Please find the lines in the entries below that contain the word "core", and copy each one.

__Data entries__.
*** Begin section ***
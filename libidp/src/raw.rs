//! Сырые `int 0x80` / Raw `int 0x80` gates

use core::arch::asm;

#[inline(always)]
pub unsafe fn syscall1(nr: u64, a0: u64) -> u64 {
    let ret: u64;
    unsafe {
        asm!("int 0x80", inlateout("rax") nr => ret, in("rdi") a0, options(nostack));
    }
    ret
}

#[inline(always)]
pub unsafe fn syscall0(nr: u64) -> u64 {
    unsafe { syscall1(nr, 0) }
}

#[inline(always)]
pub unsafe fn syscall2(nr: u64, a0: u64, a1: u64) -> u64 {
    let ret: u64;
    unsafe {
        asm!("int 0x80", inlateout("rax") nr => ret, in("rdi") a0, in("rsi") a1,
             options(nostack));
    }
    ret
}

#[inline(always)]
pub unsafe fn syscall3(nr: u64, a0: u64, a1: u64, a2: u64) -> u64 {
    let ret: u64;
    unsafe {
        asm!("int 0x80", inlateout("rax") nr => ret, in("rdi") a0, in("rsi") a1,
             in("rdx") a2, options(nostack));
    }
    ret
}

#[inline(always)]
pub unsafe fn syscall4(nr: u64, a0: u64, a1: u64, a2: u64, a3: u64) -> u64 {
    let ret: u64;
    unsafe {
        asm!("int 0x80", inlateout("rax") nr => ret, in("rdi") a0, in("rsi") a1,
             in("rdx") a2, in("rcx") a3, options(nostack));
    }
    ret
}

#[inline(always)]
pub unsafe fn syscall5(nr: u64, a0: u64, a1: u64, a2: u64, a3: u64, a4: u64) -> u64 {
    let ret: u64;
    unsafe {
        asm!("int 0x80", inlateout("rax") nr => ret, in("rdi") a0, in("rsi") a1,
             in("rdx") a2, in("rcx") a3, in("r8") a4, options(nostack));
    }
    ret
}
*** End section ***
*** Begin section ***
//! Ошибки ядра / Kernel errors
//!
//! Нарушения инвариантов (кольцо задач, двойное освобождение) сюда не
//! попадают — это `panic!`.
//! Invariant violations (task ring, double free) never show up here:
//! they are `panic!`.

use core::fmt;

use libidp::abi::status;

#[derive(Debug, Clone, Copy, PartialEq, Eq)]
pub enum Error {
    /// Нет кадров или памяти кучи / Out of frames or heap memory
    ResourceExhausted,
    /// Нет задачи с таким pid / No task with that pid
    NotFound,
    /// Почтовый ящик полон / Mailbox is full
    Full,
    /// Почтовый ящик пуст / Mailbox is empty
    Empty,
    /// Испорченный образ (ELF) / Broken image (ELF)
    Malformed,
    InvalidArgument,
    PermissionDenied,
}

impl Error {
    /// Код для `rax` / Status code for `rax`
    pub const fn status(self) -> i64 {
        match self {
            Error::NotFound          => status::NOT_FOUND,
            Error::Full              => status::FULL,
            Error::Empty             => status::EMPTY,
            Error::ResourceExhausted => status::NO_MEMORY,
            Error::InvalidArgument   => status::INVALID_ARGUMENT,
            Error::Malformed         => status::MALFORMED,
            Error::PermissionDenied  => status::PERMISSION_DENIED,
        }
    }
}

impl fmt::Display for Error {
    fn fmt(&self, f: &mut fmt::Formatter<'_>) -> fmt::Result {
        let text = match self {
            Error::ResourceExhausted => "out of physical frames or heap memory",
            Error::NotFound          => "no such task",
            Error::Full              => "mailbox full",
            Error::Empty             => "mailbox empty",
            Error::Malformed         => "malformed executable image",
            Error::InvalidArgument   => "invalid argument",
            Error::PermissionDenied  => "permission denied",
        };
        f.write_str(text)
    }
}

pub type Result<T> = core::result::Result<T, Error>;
*** End section ***
__ANSWER SECTION__.
use core::arch::asm;
use core::fmt;
pub type Result<T> = core::result::Result<T, Error>;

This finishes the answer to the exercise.